▸ YOUR ASSIGNMENT
Wherever the string "usize" turns up in the data, copy the whole line.

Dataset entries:
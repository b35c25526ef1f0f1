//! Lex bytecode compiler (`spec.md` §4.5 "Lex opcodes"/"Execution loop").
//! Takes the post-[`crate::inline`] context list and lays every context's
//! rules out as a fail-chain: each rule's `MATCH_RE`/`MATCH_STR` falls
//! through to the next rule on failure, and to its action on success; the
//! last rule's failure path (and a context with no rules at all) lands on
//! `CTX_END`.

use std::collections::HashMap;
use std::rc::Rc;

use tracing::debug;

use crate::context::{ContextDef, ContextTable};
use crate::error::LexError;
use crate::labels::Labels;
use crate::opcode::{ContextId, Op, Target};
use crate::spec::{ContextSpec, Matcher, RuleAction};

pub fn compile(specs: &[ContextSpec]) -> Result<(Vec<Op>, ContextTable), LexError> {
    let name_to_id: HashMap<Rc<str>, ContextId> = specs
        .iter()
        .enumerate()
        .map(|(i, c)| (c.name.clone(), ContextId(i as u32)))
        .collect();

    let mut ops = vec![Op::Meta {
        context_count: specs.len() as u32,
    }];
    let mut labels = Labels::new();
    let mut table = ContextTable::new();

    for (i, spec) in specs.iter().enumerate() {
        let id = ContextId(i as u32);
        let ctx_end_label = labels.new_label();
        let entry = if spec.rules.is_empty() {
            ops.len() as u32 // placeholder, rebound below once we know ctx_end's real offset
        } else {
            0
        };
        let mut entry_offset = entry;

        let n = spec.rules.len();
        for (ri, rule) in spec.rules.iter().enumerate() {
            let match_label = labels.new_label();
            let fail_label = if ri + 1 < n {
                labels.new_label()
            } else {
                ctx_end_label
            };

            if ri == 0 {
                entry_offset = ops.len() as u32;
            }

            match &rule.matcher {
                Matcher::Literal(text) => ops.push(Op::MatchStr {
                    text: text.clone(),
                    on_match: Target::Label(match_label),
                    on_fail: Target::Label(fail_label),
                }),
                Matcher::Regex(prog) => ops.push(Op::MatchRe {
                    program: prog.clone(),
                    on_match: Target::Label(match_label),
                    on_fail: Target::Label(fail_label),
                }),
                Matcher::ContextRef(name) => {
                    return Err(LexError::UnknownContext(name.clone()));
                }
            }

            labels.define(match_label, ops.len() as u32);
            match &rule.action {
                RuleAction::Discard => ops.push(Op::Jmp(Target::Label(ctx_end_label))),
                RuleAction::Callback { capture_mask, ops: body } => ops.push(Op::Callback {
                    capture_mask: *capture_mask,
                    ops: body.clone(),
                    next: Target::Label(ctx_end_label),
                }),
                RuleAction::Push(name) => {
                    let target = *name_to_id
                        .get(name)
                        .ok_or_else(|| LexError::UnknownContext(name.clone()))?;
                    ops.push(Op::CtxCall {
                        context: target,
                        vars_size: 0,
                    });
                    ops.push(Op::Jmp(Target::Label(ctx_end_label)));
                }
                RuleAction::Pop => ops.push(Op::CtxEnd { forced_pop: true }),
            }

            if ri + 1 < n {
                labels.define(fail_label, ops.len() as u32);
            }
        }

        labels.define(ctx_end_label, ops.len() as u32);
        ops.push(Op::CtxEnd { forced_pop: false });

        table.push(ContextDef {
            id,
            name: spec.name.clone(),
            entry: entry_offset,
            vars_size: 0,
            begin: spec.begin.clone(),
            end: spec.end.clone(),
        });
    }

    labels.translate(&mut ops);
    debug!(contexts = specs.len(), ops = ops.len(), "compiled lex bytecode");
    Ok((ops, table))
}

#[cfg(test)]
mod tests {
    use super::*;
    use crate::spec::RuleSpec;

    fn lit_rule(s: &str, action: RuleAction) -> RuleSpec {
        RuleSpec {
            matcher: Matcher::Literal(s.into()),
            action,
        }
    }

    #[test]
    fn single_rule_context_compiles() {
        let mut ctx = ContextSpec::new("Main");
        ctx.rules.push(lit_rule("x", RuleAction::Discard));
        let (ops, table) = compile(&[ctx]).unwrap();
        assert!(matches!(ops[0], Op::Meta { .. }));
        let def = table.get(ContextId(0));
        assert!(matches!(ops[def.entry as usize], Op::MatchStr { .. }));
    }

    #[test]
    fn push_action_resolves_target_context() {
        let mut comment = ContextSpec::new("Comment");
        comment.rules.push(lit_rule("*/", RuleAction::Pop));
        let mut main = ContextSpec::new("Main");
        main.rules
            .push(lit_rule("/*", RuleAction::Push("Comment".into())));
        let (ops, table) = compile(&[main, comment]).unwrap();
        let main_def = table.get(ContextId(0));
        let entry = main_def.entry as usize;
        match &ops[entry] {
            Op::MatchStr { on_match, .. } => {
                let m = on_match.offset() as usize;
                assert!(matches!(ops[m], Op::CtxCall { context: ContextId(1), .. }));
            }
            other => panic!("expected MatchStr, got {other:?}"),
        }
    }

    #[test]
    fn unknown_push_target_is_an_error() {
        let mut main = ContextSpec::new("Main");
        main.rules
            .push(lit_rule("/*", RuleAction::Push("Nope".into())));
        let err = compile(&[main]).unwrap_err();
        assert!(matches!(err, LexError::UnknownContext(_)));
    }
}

▸ EXERCISE OUTPUT
        assert!(matches!(ops[def.entry as usize], Op::MatchStr { .. }));
        let entry = main_def.entry as usize;
                let m = on_match.offset() as usize;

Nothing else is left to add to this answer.